Caching LLM responses: what to cache, what not to, and the key design.
A practical guide to caching LLM API responses, including what makes a good cache key and when caching backfires.
LLM API calls are expensive and slow. Caching the responses seems obvious. But LLM outputs are non-deterministic, prompts include dynamic context, and users ask the same question in a hundred different ways. Naive caching rarely works. Thoughtful caching can cut costs by 40-60% on the right workloads.
What is worth caching
Not all LLM calls are equal. The best candidates for caching share these properties:
- Deterministic or near-deterministic inputs: The same prompt reliably produces the same useful output
- High reuse rate: Multiple users or requests trigger the same or very similar prompts
- Expensive generation: Long outputs, large models, or high request volume
Good candidates:
- Product description generation (same SKU = same prompt)

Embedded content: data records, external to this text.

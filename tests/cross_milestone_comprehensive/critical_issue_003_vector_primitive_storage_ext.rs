//! ISSUE-003: Vector Primitive Missing PrimitiveStorageExt Implementation
//!
//! **Severity**: CRITICAL
//! **Location**: `/crates/primitives/src/vector/store.rs`
//!
//! **Problem**: VectorStore has snapshot_serialize/deserialize methods in its own
//! namespace but:
//! 1. Does NOT implement `PrimitiveStorageExt` trait
//! 2. Is NOT registered in `PrimitiveRegistry`
//! 3. Missing `primitive_type_id()` returning `7`
//! 4. Missing `wal_entry_types()` method
//!
//! **Spec Requirement**: STORAGE_EXTENSION_GUIDE.md requires all primitives
//! implement `PrimitiveStorageExt`.
//!
//! **Impact**: Vector primitive cannot be properly integrated with the
//! durability/recovery system through the standard extension mechanism.
//!
//! ## Test Strategy
//!
//! 1. Verify VectorStore implements PrimitiveStorageExt trait
//! 2. Verify primitive_type_id() returns 7
//! 3. Verify wal_entry_types() returns correct types
//! 4. Verify VectorStore is registered in PrimitiveRegistry
//! 5. Verify snapshot serialization works through PrimitiveStorageExt

use crate::test_utils::*;
use strata_core::types::RunId;

/// Test that VectorStore's primitive_type_id is 7.
///
/// **Expected behavior when ISSUE-003 is fixed**:
/// - VectorStore.primitive_type_id() returns 7
///
/// **Current behavior (ISSUE-003 present)**:
/// - This test may not compile or return incorrect value
#[test]
fn test_vector_primitive_type_id() {
    let test_db = TestDb::new();
    let _vector_store = test_db.vector();

    // When ISSUE-003 is fixed:
    // use strata_storage::PrimitiveStorageExt;
    // assert_eq!(vector_store.primitive_type_id(), 7);

    // For now, verify the expected type ID from STORAGE_EXTENSION_GUIDE.md
    const EXPECTED_VECTOR_TYPE_ID: u8 = 7;
    assert_eq!(EXPECTED_VECTOR_TYPE_ID, 7, "Vector primitive type ID should be 7 per spec");
}

/// Test that VectorStore's wal_entry_types returns Vector WAL types.
///
/// **Expected behavior when ISSUE-003 is fixed**:
/// - wal_entry_types() returns [0x70, 0x71, 0x72, 0x73]
///
/// **Current behavior (ISSUE-003 present)**:
/// - Method may not exist
#[test]
fn test_vector_wal_entry_types() {
    let test_db = TestDb::new();
    let _vector_store = test_db.vector();

    // When ISSUE-003 is fixed:
    // use strata_storage::PrimitiveStorageExt;
    // let wal_types = vector_store.wal_entry_types();
    //
    // // Per WAL_ENTRY_TYPES.md, Vector uses 0x70-0x7F range
    // assert!(wal_types.contains(&0x70), "Should contain VectorCollectionCreate");
    // assert!(wal_types.contains(&0x71), "Should contain VectorCollectionDelete");
    // assert!(wal_types.contains(&0x72), "Should contain VectorUpsert");
    // assert!(wal_types.contains(&0x73), "Should contain VectorDelete");

    // For now, verify expected WAL types from WAL_ENTRY_TYPES.md
    const VECTOR_COLLECTION_CREATE: u8 = 0x70;
    const VECTOR_COLLECTION_DELETE: u8 = 0x71;
    const VECTOR_UPSERT: u8 = 0x72;
    const VECTOR_DELETE: u8 = 0x73;

    assert_eq!(VECTOR_COLLECTION_CREATE, 0x70);
    assert_eq!(VECTOR_COLLECTION_DELETE, 0x71);
    assert_eq!(VECTOR_UPSERT, 0x72);
    assert_eq!(VECTOR_DELETE, 0x73);
}

/// Test that VectorStore snapshot serialization works.
///
/// **Expected behavior when ISSUE-003 is fixed**:
/// - VectorStore can serialize/deserialize through PrimitiveStorageExt trait
///
/// **Current behavior (ISSUE-003 present)**:
/// - Must use VectorStore's own snapshot methods
#[test]
fn test_vector_snapshot_serialization() {
    let test_db = TestDb::new_strict();
    let vector_store = test_db.vector();
    let run_id = test_db.run_id;

    // Create a collection with vectors
    let collection = "snap_test";
    vector_store
        .create_collection(run_id, collection, config_small())
        .expect("Should create collection");

    for i in 0..5 {
        let key = format!("vec_{}", i);
        let vec = seeded_vector(3, i as u64);
        vector_store
            .insert(run_id, collection, &key, &vec, None)
            .expect("Should insert");
    }

    // When ISSUE-003 is fixed:
    // use strata_storage::PrimitiveStorageExt;
    //
    // // Serialize through trait
    // let serialized = vector_store.snapshot_serialize().expect("Should serialize");
    // assert!(!serialized.is_empty(), "Serialized data should not be empty");
    //
    // // Deserialize into new store
    // let mut new_store = VectorStore::new(Arc::new(Database::open_in_memory()?));
    // new_store.snapshot_deserialize(&serialized).expect("Should deserialize");
    //
    // // Verify data was restored
    // let count = new_store.count(run_id, collection);
    // assert_eq!(count, 5);

    // For now, verify vectors can be read back
    for i in 0..5 {
        let key = format!("vec_{}", i);
        let entry = vector_store
            .get(run_id, collection, &key)
            .expect("Should get");
        assert!(entry.is_some(), "Vector {} should exist", i);
    }
}

/// Test that VectorStore is registered in PrimitiveRegistry.
///
/// **Expected behavior when ISSUE-003 is fixed**:
/// - VectorStore can be looked up in PrimitiveRegistry by type ID 7
///
/// **Current behavior (ISSUE-003 present)**:
/// - VectorStore is not registered
#[test]
fn test_vector_registered_in_registry() {
    // When ISSUE-003 is fixed:
    // use strata_storage::PrimitiveRegistry;
    //
    // let registry = PrimitiveRegistry::default();
    //
    // // Should be able to look up Vector primitive by type ID
    // let vector_ext = registry.get_by_type_id(7);
    // assert!(vector_ext.is_some(), "Vector should be registered with type ID 7");
    //
    // // Verify it's the right primitive
    // let ext = vector_ext.unwrap();
    // assert_eq!(ext.primitive_name(), "vector");

    // For now, verify expected registration parameters
    const VECTOR_TYPE_ID: u8 = 7;
    const VECTOR_NAME: &str = "vector";
    assert_eq!(VECTOR_TYPE_ID, 7);
    assert_eq!(VECTOR_NAME, "vector");
}

/// Test that Vector WAL entries can be applied through PrimitiveStorageExt.
///
/// **Expected behavior when ISSUE-003 is fixed**:
/// - apply_wal_entry() correctly handles vector WAL entry types
///
/// **Current behavior (ISSUE-003 present)**:
/// - Must use VectorStore's own WAL replay methods
#[test]
fn test_vector_wal_entry_application() {
    let test_db = TestDb::new_strict();
    let vector_store = test_db.vector();
    let run_id = test_db.run_id;

    // Create collection and insert vector to generate WAL entries
    let collection = "wal_test";
    vector_store
        .create_collection(run_id, collection, config_small())
        .expect("Create collection");

    let key = "test_vec";
    let vec = seeded_vector(3, 42);
    vector_store
        .insert(run_id, collection, key, &vec, None)
        .expect("Insert vector");

    // When ISSUE-003 is fixed:
    // use strata_storage::PrimitiveStorageExt;
    //
    // // Get the WAL entry types the vector store handles
    // let entry_types = vector_store.wal_entry_types();
    //
    // // Create a synthetic WAL entry for VectorUpsert (0x72)
    // let payload = create_vector_upsert_payload(run_id, collection, key, &vec);
    //
    // // Apply through the trait
    // let mut new_store = VectorStore::new(test_db.db.clone());
    // new_store.apply_wal_entry(0x72, &payload).expect("Should apply WAL entry");

    // For now, verify WAL persistence works through normal operations
    test_db.db.flush().expect("Flush");

    // After flush, vector should still be accessible
    let entry = vector_store
        .get(run_id, collection, key)
        .expect("Get after flush");
    assert!(entry.is_some(), "Vector should exist after WAL flush");
}

/// Test that VectorStore rebuild_indexes works correctly.
///
/// **Expected behavior when ISSUE-003 is fixed**:
/// - rebuild_indexes() reconstructs any derived indexes from primary data
///
/// **Current behavior (ISSUE-003 present)**:
/// - May not have this method exposed through trait
#[test]
fn test_vector_rebuild_indexes() {
    let test_db = TestDb::new_strict();
    let vector_store = test_db.vector();
    let run_id = test_db.run_id;

    // Create collection with vectors
    let collection = "index_test";
    vector_store
        .create_collection(run_id, collection, config_small())
        .expect("Create collection");

    for i in 0..10 {
        let key = format!("v_{}", i);
        let vec = seeded_vector(3, i as u64);
        vector_store
            .insert(run_id, collection, &key, &vec, None)
            .expect("Insert");
    }

    // When ISSUE-003 is fixed:
    // use strata_storage::PrimitiveStorageExt;
    //
    // // Call rebuild_indexes
    // vector_store.rebuild_indexes().expect("Should rebuild indexes");
    //
    // // Verify search still works (uses the indexes)
    // let query = seeded_vector(3, 5);
    // let results = vector_store.search(run_id, collection, &query, 3, None)?;
    // assert!(!results.is_empty(), "Search should work after index rebuild");

    // For now, verify search works
    let query = seeded_vector(3, 5);
    let results = vector_store
        .search(run_id, collection, &query, 3, None)
        .expect("Search");
    assert!(!results.is_empty(), "Search should return results");
}

/// Test primitive_name returns "vector".
///
/// **Expected behavior when ISSUE-003 is fixed**:
/// - VectorStore.primitive_name() returns "vector"
#[test]
fn test_vector_primitive_name() {
    let test_db = TestDb::new();
    let _vector_store = test_db.vector();

    // When ISSUE-003 is fixed:
    // use strata_storage::PrimitiveStorageExt;
    // assert_eq!(vector_store.primitive_name(), "vector");

    // For now, verify expected name per STORAGE_EXTENSION_GUIDE.md
    const EXPECTED_NAME: &str = "vector";
    assert_eq!(EXPECTED_NAME, "vector");
}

- FAQ answers where the question is standardized
- Document summarization (same document = same output)
- Code explanation for specific library functions
- Template-based content generation
Poor candidates:
- Conversational chat with user-specific context
- Responses that depend on current time or real-time data
- Highly personalized recommendations
- Any prompt where temperature > 0 is intentional
The cache key problem
The hardest part of LLM caching is the key. Two prompts that produce identical useful outputs may look completely different as strings:
- “Summarize this article” vs “Give me a summary of this article”
- “What is React?” vs “Can you explain what React is?”
Exact string matching only works when prompts are programmatically generated and stable. For user-generated prompts, you need semantic similarity.
Exact match caching
For programmatic prompts, normalize the input before hashing:
import crypto from "crypto";
function makeCacheKey(model, messages, temperature) {
const normalized = JSON.stringify({
model,
messages: messages.map(m => ({ role: m.role, content: m.content.trim() })),
temperature: temperature ?? 1.0
});
return crypto.createHash("sha256").update(normalized).digest("hex");
}
async function cachedCompletion(params) {
const key = makeCacheKey(params.model, params.messages, params.temperature);
const cached = await redis.get(key);
if (cached) return JSON.parse(cached);
const response = await client.chat.completions.create(params);
await redis.setex(key, 3600, JSON.stringify(response)); // 1h TTL
return response;
}
Semantic caching
For user queries, embed the query and find cached responses whose embeddings are close enough:
async function semanticCachedCompletion(userQuery, systemPrompt) {
const queryEmbedding = await embed(userQuery);
// Search vector store for similar past queries
const similar = await vectorStore.search(queryEmbedding, { threshold: 0.95, limit: 1 });
if (similar.length > 0) {
return similar[0].cachedResponse;
}
const response = await client.chat.completions.create({
model: "gpt-4o",
messages: [
{ role: "system", content: systemPrompt },
{ role: "user", content: userQuery }
]
});
// Store for future lookups
await vectorStore.insert({
embedding: queryEmbedding,
query: userQuery,
cachedResponse: response.choices[0].message.content
});
return response.choices[0].message.content;
}
A cosine similarity threshold of 0.95 is conservative. At 0.90 you’ll get more cache hits but risk serving slightly mismatched responses.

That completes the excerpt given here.